LOL, Calm down fellas.
I stood in the rain until 11:00 last night, very slow. Eyes spawning all around me. No bites. (Floating Rapala's & Swim baits)
Only guys gettin anything were using...vibee's and well.... I'm not saying anything else.


----------



## Steelheader88

Maybe Baddfish was making an inference as to the hooks on the vibe-e's and perhaps fish coming in with those hooks attached to other parts than their mouth?


----------



## jetdrivr

I have never understood why people want to keep everything a damn secret. I thought one of the main purposes of this forum was to share information to help each other out. I will always report what I caught, along with the how, where, and what. Fishing changes so much from day to day, if you think that sharing your success will somehow ruin it for you later...you are mistaken.


----------



## BaddFish

It seems like I shared some info with you... not sure why I'm still the bad guy.
Have a nice day.


----------



## jiggerman

Go to the 88 boat ramp and go south 200 feet the fish are right there in the water.


----------



## JamesF

With the current atmosphere, virus, weather, cabin fever, stress, etc. Has a lot of people on edge. These posts sure aren't heading in a positive direction. I along with many others, aren't wanting to read about arguing, and bad attitudes. Just my opinion, which probably doesn't mean a thing in this thread. Carry on, if you must.


----------



## joekacz

JamesF said:


> With the current atmosphere, virus, weather, cabin fever, stress, etc. Has a lot of people on edge. These posts sure aren't heading in a positive direction. I along with many others, aren't wanting to read about arguing, and bad attitudes. Just my opinion, which probably doesn't mean a thing in this thread. Carry on, if you must.


X2 on that.


----------



## Bluewalleye

BaddFish said:


> LOL, Calm down fellas.
> I stood in the rain until 11:00 last night, very slow. Eyes spawning all around me. No bites. (Floating Rapala's & Swim baits)
> Only guys gettin anything were using...vibee's and well.... I'm not saying anything else.

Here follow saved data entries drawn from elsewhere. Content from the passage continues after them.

#![forbid(unsafe_code)]
#![warn(
    unused,
    unreachable_pub,
    clippy::all,
    clippy::pedantic,
    clippy::nursery,
    rustdoc::broken_intra_doc_links,
    rustdoc::bare_urls,
    missing_docs
)]

//! Shared test helpers used across integration suites.
//! Layout: fixtures.rs (environment probes), postgres.rs (docker-backed Postgres).

pub mod fixtures;
pub mod postgres;
//! Wiring of repository, coordinator, and typed services over shared handles.

use std::sync::Arc;
use std::time::Duration;

use cairn_core::{DuplicatePolicy, EditContextStore, EntityStore};
use cairn_events::NotificationBus;
use cairn_telemetry::Metrics;

use crate::coordinator::{DEFAULT_EDIT_CONTEXT_TTL, EditContextCoordinator};
use crate::kill_chain_phase::KillChainPhaseService;
use crate::label::LabelService;
use crate::publisher::Publisher;
use crate::repository::{EntityRepository, RepositorySettings};

/// Policies the domain layer takes from configuration.
#[derive(Debug, Clone, Copy, PartialEq, Eq)]
pub struct DomainSettings {
    /// Behaviour when a create collides with an existing identity.
    pub duplicate_policy: DuplicatePolicy,
    /// Lifetime of an edit context without a refresh.
    pub edit_context_ttl: Duration,
    /// Page size used when a listing does not ask for one.
    pub default_page_size: usize,
    /// Largest page a listing may return.
    pub max_page_size: usize,
}

impl Default for DomainSettings {
    fn default() -> Self {
        let repository = RepositorySettings::default();
        Self {
            duplicate_policy: repository.duplicate_policy,
            edit_context_ttl: DEFAULT_EDIT_CONTEXT_TTL,
            default_page_size: repository.default_page_size,
            max_page_size: repository.max_page_size,
        }
    }
}

/// Every domain service, sharing one store pair, bus, and metrics registry.
#[derive(Clone)]
pub struct DomainServices {
    repository: EntityRepository,
    coordinator: EditContextCoordinator,
    labels: LabelService,
    kill_chain_phases: KillChainPhaseService,
}

impl DomainServices {
    /// Wire the services.
    #[must_use]
    pub fn new(
        store: Arc<dyn EntityStore>,
        contexts: Arc<dyn EditContextStore>,
        bus: NotificationBus,
        metrics: Metrics,
        settings: DomainSettings,
    ) -> Self {
        let publisher = Publisher::new(bus, metrics);
        let repository = EntityRepository::new(
            Arc::clone(&store),
            Arc::clone(&contexts),
            publisher.clone(),
            RepositorySettings {
                duplicate_policy: settings.duplicate_policy,
                default_page_size: settings.default_page_size,
                max_page_size: settings.max_page_size,
            },
        );
        let coordinator =
            EditContextCoordinator::new(store, contexts, publisher, settings.edit_context_ttl);
        Self {
            labels: LabelService::new(repository.clone(), coordinator.clone()),
            kill_chain_phases: KillChainPhaseService::new(repository.clone(), coordinator.clone()),
            repository,
            coordinator,
        }
    }

    /// Untyped repository.
    #[must_use]
    pub const fn repository(&self) -> &EntityRepository {
        &self.repository
    }

    /// Edit-context coordinator.
    #[must_use]
    pub const fn coordinator(&self) -> &EditContextCoordinator {
        &self.coordinator
    }

    /// Label operations.
    #[must_use]
    pub const fn labels(&self) -> &LabelService {
        &self.labels
    }

    /// Kill chain phase operations.
    #[must_use]
    pub const fn kill_chain_phases(&self) -> &KillChainPhaseService {
        &self.kill_chain_phases
    }
}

I LOL on your 1st post about not saying anything. I knew you were being sarcastic. Not sure why anyone else didn't get the humor in your post. I guess people are just uptight about all that is going on in the world. I just continue to go fishing when the weather is good enough to do that. Thanks for leaving what you did wading. It isn't your responsibility to leave a report on what guys around you were doing. But thanks for the hint lol


----------



## jiggerman

Here is the moral of the story, i have witnessed it first hand on a fishing site as big as this one, you all can give out your spots and find out the hard way. some of my friends on here have been kind enough to help me with fishing reports and i return the favors. i have been fishing my whole life of 56 years and i still get the thrill and excitement of finding my own spots and catching fish,it makes it all more exciting and fun, also most fishermen and women have spent countless hours and money chasing fish and catching them or coming home empty handed, but thats why it is called fishing, not catching. Just keep in mind when you get to your favorite spot and its packed with people, believe me it happens. try new things , read up on old threads on here and you will know just about anything you want to know about Ohios great fisheries.Good luck and take a friend or kid fishing, its the greatest experience to see the excitement on their face when they catch something.


----------



## crestliner TS

jiggerman said:


> Here is the moral of the story, i have witnessed it first hand on a fishing site as big as this one, you all can give out your spots and find out the hard way. some of my friends on here have been kind enough to help me with fishing reports and i return the favors. i have been fishing my whole life of 56 years and i still get the thrill and excitement of finding my own spots and catching fish,it makes it all more exciting and fun, also most fishermen and women have spent countless hours and money chasing fish and catching them or coming home empty handed, but thats why it is called fishing, not catching. Just keep in mind when you get to your favorite spot and its packed with people, believe me it happens. try new things , read up on old threads on here and you will know just about anything you want to know about Ohios great fisheries.Good luck and take a friend or kid fishing, its the greatest experience to see the excitement on their face when they catch something.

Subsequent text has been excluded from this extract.